**Activity**
Only the lines from the start of the data through the one containing "fn doc_of(code: &str, name: &str)" belong in your answer; return them exactly.

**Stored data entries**
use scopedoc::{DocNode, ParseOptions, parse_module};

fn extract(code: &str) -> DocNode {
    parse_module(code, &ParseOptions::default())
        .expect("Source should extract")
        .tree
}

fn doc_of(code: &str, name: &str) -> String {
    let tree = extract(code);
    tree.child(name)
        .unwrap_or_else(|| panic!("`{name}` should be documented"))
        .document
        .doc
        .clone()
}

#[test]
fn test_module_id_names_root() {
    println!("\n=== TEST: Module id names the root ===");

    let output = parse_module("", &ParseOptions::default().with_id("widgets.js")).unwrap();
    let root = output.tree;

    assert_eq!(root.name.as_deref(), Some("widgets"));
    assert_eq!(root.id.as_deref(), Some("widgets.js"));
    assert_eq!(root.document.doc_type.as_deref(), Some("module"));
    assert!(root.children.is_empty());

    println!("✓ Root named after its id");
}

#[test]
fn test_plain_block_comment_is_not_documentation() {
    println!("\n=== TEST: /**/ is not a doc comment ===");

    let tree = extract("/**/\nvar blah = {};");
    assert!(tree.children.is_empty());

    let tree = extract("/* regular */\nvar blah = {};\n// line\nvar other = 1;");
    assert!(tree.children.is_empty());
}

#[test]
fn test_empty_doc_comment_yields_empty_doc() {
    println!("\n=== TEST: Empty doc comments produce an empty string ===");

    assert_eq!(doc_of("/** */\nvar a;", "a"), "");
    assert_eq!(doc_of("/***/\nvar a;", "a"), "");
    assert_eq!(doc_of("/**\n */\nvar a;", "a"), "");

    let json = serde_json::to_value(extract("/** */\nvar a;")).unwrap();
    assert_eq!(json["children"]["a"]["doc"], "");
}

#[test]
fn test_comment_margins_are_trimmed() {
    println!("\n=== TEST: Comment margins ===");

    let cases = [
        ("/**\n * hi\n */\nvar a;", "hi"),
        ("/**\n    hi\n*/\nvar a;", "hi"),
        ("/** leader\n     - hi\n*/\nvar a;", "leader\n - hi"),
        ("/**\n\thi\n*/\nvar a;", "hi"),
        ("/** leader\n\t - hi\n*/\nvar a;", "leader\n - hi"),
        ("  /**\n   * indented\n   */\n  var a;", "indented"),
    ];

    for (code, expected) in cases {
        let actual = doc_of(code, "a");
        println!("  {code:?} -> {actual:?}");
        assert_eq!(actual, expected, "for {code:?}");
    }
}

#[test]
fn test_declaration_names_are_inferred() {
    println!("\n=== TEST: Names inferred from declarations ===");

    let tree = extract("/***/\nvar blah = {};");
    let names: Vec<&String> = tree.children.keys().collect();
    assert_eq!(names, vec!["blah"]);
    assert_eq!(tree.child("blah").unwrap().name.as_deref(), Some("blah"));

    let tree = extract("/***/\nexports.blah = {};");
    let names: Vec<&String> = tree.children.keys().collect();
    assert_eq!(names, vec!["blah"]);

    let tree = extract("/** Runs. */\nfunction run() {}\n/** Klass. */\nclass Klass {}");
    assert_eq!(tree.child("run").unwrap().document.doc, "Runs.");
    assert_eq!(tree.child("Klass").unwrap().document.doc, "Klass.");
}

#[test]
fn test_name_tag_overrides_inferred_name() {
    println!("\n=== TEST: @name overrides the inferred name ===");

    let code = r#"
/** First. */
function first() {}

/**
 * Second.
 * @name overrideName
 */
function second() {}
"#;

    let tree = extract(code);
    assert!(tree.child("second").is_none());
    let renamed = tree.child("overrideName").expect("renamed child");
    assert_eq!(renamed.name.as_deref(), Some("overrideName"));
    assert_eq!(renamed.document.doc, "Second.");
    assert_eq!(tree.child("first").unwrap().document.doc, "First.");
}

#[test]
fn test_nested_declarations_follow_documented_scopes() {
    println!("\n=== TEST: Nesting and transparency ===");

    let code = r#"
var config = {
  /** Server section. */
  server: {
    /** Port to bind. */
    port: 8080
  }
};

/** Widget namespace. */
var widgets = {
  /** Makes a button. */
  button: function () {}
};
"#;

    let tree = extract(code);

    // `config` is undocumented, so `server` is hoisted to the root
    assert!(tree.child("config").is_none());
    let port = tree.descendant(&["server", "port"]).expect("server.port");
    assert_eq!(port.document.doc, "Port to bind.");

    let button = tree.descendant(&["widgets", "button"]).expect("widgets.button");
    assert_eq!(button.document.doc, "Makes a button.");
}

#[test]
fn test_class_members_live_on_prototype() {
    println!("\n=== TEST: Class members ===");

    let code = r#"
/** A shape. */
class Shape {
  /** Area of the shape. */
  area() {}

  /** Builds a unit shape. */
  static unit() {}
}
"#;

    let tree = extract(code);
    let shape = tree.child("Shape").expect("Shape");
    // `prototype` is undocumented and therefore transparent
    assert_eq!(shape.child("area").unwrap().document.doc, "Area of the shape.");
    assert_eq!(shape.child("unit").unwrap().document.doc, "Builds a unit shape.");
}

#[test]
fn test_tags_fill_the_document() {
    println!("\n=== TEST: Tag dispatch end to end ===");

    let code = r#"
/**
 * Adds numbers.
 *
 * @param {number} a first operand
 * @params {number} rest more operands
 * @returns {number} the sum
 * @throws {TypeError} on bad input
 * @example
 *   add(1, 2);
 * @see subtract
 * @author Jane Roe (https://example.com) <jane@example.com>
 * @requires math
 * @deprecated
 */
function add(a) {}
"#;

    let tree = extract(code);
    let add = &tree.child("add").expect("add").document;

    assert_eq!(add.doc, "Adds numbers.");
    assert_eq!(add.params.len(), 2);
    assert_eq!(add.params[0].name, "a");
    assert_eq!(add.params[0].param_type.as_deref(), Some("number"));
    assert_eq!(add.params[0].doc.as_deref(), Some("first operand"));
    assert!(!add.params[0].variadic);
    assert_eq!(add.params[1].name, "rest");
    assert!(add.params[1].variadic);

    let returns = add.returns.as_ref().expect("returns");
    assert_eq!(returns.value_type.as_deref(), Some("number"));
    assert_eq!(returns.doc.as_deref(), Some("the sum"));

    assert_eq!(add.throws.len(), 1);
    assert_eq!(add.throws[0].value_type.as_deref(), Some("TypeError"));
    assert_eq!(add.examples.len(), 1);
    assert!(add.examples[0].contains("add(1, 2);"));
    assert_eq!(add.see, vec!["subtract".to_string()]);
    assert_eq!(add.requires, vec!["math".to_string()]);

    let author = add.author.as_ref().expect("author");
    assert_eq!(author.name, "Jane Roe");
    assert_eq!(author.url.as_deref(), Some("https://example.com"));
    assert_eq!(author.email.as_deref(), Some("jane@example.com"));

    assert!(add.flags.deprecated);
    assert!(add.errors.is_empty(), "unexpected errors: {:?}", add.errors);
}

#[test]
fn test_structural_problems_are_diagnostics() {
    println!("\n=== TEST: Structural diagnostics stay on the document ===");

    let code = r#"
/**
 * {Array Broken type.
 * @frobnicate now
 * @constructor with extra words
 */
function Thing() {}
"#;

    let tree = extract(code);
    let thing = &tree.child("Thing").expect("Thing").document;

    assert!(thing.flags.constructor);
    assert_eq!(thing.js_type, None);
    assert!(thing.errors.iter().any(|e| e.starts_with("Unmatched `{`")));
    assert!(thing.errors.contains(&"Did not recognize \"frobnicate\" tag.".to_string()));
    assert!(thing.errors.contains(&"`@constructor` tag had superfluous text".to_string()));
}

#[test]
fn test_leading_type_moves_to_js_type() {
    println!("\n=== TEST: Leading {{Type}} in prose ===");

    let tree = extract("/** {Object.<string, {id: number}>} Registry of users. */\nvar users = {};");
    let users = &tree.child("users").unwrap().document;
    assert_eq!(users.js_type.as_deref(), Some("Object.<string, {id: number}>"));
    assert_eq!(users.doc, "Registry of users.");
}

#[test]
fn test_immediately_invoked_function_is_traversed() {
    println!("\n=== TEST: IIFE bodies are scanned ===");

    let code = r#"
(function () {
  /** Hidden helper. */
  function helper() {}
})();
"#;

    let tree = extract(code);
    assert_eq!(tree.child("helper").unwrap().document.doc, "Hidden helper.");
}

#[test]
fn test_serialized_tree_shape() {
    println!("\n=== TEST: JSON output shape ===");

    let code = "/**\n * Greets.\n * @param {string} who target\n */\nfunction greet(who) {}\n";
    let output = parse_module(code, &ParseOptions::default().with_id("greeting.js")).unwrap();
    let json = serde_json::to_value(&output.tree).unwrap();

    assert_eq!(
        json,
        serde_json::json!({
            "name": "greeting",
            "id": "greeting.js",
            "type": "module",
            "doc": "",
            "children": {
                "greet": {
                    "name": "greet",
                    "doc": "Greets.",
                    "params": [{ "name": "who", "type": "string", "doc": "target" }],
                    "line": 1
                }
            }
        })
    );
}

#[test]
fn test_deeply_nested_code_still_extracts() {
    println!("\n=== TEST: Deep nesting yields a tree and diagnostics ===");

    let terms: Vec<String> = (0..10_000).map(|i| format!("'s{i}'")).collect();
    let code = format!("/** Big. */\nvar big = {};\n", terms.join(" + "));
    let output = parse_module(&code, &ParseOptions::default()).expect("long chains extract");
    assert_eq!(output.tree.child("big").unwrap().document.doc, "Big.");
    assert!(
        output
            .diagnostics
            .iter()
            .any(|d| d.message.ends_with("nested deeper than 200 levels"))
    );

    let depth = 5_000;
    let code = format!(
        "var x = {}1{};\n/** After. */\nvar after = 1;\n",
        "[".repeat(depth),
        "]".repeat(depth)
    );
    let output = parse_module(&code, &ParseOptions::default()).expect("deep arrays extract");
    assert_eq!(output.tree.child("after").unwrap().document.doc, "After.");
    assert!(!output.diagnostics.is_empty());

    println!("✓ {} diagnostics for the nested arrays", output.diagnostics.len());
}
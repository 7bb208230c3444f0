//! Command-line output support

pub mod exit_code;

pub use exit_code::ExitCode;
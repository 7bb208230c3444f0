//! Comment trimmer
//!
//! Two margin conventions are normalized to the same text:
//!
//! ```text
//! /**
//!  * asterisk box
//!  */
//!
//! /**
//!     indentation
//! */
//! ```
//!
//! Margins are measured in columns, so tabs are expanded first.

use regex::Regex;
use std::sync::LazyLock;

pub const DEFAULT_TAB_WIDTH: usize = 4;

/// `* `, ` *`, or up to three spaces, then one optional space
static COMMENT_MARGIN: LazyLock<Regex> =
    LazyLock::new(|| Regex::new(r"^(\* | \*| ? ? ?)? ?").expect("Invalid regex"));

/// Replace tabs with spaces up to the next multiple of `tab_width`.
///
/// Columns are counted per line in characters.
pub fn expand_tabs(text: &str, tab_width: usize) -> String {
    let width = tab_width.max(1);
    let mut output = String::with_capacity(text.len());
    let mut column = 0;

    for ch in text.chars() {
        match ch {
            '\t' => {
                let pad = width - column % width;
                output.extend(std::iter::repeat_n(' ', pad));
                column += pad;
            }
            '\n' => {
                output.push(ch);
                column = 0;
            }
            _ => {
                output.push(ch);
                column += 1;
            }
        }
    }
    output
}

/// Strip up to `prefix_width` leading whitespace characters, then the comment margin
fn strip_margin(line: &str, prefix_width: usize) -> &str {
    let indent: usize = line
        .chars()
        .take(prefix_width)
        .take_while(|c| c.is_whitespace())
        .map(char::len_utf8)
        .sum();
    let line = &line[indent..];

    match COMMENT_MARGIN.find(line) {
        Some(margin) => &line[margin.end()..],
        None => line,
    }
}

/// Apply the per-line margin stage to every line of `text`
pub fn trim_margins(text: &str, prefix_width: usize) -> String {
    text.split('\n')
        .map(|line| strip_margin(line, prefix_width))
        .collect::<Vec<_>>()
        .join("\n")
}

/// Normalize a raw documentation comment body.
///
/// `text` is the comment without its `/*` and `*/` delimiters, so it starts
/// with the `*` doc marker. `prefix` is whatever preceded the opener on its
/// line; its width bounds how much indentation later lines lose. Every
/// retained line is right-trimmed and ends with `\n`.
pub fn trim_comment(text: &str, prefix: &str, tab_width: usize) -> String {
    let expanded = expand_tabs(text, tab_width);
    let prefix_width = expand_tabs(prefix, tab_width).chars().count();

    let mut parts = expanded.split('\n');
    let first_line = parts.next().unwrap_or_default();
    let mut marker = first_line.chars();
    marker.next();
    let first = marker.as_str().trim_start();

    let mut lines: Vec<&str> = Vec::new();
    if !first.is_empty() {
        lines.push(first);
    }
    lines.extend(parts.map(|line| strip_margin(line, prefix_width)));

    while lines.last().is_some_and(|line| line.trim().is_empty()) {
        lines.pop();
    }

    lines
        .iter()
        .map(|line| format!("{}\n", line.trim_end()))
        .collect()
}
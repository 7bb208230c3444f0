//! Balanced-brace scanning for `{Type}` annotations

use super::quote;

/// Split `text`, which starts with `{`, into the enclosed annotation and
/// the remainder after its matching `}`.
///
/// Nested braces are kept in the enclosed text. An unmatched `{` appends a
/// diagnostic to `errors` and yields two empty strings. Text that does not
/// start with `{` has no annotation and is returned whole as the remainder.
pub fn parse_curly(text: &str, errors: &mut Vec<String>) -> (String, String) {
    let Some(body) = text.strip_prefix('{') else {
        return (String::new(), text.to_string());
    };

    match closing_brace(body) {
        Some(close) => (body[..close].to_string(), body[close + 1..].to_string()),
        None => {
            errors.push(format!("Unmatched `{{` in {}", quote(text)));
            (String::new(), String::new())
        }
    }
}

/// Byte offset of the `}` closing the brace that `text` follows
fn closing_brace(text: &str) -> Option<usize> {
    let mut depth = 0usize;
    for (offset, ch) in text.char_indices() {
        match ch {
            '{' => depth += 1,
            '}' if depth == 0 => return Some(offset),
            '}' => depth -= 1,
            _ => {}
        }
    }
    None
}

**Expected answer**
use scopedoc::{DocNode, ParseOptions, parse_module};

fn extract(code: &str) -> DocNode {
    parse_module(code, &ParseOptions::default())
        .expect("Source should extract")
        .tree
}

fn doc_of(code: &str, name: &str) -> String {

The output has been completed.